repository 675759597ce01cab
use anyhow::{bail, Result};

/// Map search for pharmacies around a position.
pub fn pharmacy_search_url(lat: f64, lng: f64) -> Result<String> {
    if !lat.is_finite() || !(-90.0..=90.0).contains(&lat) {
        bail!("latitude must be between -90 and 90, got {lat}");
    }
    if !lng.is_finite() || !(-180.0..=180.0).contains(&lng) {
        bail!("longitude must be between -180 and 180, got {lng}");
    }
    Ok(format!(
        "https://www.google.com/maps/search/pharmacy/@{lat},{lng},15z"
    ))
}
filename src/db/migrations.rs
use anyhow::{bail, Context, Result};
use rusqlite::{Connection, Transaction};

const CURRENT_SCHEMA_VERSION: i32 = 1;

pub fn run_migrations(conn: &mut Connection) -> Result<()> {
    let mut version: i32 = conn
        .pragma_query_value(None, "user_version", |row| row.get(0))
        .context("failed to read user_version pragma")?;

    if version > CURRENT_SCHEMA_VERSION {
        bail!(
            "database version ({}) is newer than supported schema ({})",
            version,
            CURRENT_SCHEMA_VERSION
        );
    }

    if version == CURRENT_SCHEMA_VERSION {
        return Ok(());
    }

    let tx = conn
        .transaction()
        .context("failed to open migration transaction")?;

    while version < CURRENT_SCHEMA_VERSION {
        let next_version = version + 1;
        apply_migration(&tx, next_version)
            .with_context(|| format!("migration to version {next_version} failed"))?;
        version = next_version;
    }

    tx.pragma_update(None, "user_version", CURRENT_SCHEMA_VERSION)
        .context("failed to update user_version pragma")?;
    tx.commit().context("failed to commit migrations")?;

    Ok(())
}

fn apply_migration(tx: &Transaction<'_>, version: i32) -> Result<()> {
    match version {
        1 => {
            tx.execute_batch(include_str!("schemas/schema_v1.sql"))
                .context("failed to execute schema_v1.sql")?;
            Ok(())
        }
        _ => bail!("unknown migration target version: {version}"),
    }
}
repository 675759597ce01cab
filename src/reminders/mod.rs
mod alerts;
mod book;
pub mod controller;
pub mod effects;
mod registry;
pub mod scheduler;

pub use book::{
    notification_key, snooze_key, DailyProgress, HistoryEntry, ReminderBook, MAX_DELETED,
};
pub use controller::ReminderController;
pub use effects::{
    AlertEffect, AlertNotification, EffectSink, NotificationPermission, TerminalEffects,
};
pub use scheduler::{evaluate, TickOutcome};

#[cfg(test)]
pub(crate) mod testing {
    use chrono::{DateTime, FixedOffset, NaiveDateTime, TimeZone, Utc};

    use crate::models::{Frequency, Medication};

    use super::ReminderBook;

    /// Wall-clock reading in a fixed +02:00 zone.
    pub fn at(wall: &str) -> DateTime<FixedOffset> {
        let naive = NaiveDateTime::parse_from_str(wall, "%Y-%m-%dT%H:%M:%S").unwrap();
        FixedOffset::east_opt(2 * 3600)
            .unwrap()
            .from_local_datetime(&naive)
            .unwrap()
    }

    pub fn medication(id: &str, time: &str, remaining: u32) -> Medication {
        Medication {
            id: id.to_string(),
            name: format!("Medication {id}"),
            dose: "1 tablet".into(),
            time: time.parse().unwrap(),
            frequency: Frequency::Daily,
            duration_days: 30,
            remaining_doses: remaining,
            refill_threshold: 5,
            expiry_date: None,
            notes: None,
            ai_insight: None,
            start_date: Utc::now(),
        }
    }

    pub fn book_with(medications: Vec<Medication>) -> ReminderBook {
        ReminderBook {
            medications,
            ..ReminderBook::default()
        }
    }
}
______________________________
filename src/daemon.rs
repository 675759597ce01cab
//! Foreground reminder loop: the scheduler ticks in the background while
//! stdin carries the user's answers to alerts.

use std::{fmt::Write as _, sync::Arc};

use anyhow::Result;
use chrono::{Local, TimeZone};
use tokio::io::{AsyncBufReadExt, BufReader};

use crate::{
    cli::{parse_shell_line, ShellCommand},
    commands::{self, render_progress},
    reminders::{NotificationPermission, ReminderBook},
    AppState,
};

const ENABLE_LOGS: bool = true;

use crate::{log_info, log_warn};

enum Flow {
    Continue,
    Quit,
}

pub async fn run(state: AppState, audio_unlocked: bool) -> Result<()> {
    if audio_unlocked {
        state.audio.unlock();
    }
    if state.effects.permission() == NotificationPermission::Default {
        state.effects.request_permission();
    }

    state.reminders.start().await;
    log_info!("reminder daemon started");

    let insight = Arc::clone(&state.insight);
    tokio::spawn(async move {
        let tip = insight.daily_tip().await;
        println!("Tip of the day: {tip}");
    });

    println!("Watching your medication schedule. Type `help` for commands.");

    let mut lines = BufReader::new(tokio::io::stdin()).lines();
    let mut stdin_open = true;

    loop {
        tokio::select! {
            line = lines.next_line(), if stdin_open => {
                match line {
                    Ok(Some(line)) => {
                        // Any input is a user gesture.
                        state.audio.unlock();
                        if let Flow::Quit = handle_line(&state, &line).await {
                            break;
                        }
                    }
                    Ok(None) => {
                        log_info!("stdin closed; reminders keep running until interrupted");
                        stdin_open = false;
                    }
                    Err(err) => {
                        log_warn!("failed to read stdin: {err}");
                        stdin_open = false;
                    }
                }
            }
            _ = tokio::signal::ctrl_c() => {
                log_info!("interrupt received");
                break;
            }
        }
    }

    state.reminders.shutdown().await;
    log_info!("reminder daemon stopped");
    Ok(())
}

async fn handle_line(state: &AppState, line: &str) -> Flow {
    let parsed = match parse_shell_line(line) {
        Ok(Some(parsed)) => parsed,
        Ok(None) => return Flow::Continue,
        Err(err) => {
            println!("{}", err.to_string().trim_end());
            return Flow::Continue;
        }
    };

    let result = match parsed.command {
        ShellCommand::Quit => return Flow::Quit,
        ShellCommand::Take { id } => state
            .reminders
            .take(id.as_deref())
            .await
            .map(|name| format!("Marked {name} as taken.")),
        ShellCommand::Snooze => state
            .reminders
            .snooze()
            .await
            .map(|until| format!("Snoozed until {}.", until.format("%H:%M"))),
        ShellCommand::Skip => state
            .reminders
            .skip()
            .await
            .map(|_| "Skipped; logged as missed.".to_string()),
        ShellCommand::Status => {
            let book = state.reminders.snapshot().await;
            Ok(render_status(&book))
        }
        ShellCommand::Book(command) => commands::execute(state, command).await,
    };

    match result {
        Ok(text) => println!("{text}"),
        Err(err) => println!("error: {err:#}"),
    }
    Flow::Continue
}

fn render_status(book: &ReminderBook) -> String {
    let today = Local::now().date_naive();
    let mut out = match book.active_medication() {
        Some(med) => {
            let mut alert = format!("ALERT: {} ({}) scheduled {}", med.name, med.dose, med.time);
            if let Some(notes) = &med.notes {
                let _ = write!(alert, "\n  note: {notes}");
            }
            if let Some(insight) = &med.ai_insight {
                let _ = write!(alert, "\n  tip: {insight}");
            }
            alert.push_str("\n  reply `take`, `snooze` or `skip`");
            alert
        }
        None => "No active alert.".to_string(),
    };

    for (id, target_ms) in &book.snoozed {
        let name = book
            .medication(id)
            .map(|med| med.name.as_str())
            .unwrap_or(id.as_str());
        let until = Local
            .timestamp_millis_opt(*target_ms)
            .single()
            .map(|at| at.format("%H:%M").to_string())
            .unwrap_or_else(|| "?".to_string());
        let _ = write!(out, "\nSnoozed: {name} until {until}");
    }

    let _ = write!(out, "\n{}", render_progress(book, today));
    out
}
______________________________
TO DO: Show the lines of the entries that include the string "bail", copying each in full.

SOLVED PROBLEM:
use anyhow::{bail, Result};
        bail!("latitude must be between -90 and 90, got {lat}");
        bail!("longitude must be between -180 and 180, got {lng}");
use anyhow::{bail, Context, Result};
        bail!(
        _ => bail!("unknown migration target version: {version}"),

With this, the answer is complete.